My Sister's Keeper Themes

Family relations

This theme is one of the most highlighted ones in the story. It’s embodied in the family of the main characters of the novel – the Fitzgeralds. The author shows how much complexity and difficulty is added to the relations between the family’s members, when one of them has a serious illness. The reader sees how Sara and Brian relate with each other: their daughter’s illness hasn’t broken them down, they keep having deep love to each other in their hearts. Their desire to save their ill daughter outshines their parental “responsibilities” for their other children, but their life changes in that way that they realize how much each of their children is important and valuable for them. Relations among children are also vividly depicted in the story: it’s impressive, how sincerely and devotedly they love each other, they don’t take into account that their parents pay more attention just to one of them.

Struggle with illness

Picoult opens this theme in different characters. First line is Kate’s struggle with her illness. She shows huge willpower here: she finds strength to not just lie in her bed in depression, she travels to the seaside, she open-handedly gives her love to her parents, brother and sister, she even finds a boy-friend, Taylor. And what is the most noticeable, even while it’s obvious that she wants to live, her love to her family is more valuable for her, than love to life – she wants to make them free of her, because she understands that they won’t feel fully free in the struggle with her illness. The second line is Campbell Alexander’s, Anna’s attorney, struggle with his illness, epilepsy. Nobody, except for him and his dog, knows about it, even his parents. He sacrifies his relations with this beloved woman in order for her not to know about his illness. But at the end she gets to know about it, and only then the man realizes that he is still loved and his illness isn’t an obstacle at all.

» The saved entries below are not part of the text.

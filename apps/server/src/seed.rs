//! Demo account with a handful of categories, recent transactions and
//! monthly budgets.

use std::collections::HashMap;

use anyhow::Context;
use chrono::{Days, NaiveDate};

use fintrack_core::budgets::BudgetInput;
use fintrack_core::categories::CategoryInput;
use fintrack_core::transactions::TransactionInput;
use fintrack_core::users::NewUser;
use fintrack_core::utils::{DateWindow, NumberInput};

use crate::main_lib::AppState;

pub const DEMO_NAME: &str = "John Doe";
pub const DEMO_EMAIL: &str = "john@example.com";
pub const DEMO_PASSWORD: &str = "password123";

const CATEGORIES: &[(&str, &str, &str)] = &[
    ("Salary", "#10B981", "INCOME"),
    ("Freelance", "#3B82F6", "INCOME"),
    ("Food & Dining", "#F59E0B", "EXPENSE"),
    ("Transportation", "#EF4444", "EXPENSE"),
    ("Shopping", "#8B5CF6", "EXPENSE"),
    ("Entertainment", "#EC4899", "EXPENSE"),
    ("Utilities", "#6B7280", "EXPENSE"),
    ("Healthcare", "#059669", "EXPENSE"),
];

/// (category, amount, type, description, days before today)
const TRANSACTIONS: &[(&str, f64, &str, &str, u64)] = &[
    ("Salary", 3500.0, "INCOME", "Monthly Salary", 0),
    ("Freelance", 500.0, "INCOME", "Freelance Project", 2),
    ("Food & Dining", 85.5, "EXPENSE", "Grocery Shopping", 1),
    ("Transportation", 45.0, "EXPENSE", "Gas Station", 2),
    ("Shopping", 120.0, "EXPENSE", "New Shoes", 3),
    ("Entertainment", 65.0, "EXPENSE", "Movie Night", 4),
    ("Utilities", 150.0, "EXPENSE", "Electricity Bill", 5),
    ("Healthcare", 75.0, "EXPENSE", "Doctor Visit", 6),
];

/// (name, amount, category)
const BUDGETS: &[(&str, f64, &str)] = &[
    ("Groceries", 300.0, "Food & Dining"),
    ("Entertainment", 200.0, "Entertainment"),
    ("Shopping", 500.0, "Shopping"),
];

#[derive(Debug, Clone, PartialEq, Eq)]
pub struct SeedSummary {
    pub user_id: String,
    pub categories: usize,
    pub transactions: usize,
    pub budgets: usize,
}

/// Recreates the demo account as of `today`. An existing demo account is
/// deleted first along with everything it owns.
pub async fn seed_demo_data(state: &AppState, today: NaiveDate) -> anyhow::Result<SeedSummary> {
    if let Some(existing) = state.user_service.find_by_email(DEMO_EMAIL)? {
        state.user_service.delete_user(&existing.id).await?;
        tracing::info!("Removed previous demo account {}", existing.id);
    }

    let password_hash = state
        .auth
        .hash_password(DEMO_PASSWORD)
        .map_err(|e| anyhow::anyhow!("Failed to hash demo password: {e:?}"))?;
    let user = state
        .user_service
        .register(NewUser {
            name: DEMO_NAME.to_string(),
            email: DEMO_EMAIL.to_string(),
            password_hash,
        })
        .await?;

    let mut category_ids = HashMap::new();
    for (name, color, kind) in CATEGORIES {
        let category = state
            .category_service
            .create_category(
                &user.id,
                CategoryInput {
                    name: Some(name.to_string()),
                    color: Some(color.to_string()),
                    icon: None,
                    category_type: Some(kind.to_string()),
                },
            )
            .await?;
        category_ids.insert(*name, category.id);
    }

    for (category, amount, kind, description, days_ago) in TRANSACTIONS {
        let date = today
            .checked_sub_days(Days::new(*days_ago))
            .context("Demo transaction date out of range")?;
        state
            .transaction_service
            .create_transaction(
                &user.id,
                TransactionInput {
                    amount: Some(NumberInput::Number(*amount)),
                    transaction_type: Some(kind.to_string()),
                    description: Some(description.to_string()),
                    date: Some(date.format("%Y-%m-%d").to_string()),
                    category_id: category_ids.get(category).cloned(),
                },
            )
            .await?;
    }

    let month = DateWindow::month_of(today);
    let month_end = month.end.pred_opt().unwrap_or(month.start);
    for (name, amount, category) in BUDGETS {
        state
            .budget_service
            .create_budget(
                &user.id,
                BudgetInput {
                    name: Some(name.to_string()),
                    amount: Some(NumberInput::Number(*amount)),
                    period: Some("MONTHLY".to_string()),
                    start_date: Some(month.start.format("%Y-%m-%d").to_string()),
                    end_date: Some(month_end.format("%Y-%m-%d").to_string()),
                    category_id: category_ids.get(category).cloned(),
                },
            )
            .await?;
    }

    tracing::info!("Seeded demo account {} ({})", DEMO_EMAIL, user.id);
    Ok(SeedSummary {
        user_id: user.id,
        categories: CATEGORIES.len(),
        transactions: TRANSACTIONS.len(),
        budgets: BUDGETS.len(),
    })
}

Struggle between professional interest and humaneness

This theme is not so widely opened as the previous two, but it’s still important in the story and worth taking it into account. It is embodied in Campbell Alexander: when Anna turns to him with request to be her attorney in the court against her parents, he immediately says Yes, because it’s obvious for him, that he’ll win this case and thus will climb up in his career ladder. But Campbell becomes closer and closer to his defendant a bit at a time: Anna’s case becomes not just one case among the other for him, he truly worries about the girl’s life, her future. And at the end of the story he becomes a friend of her family.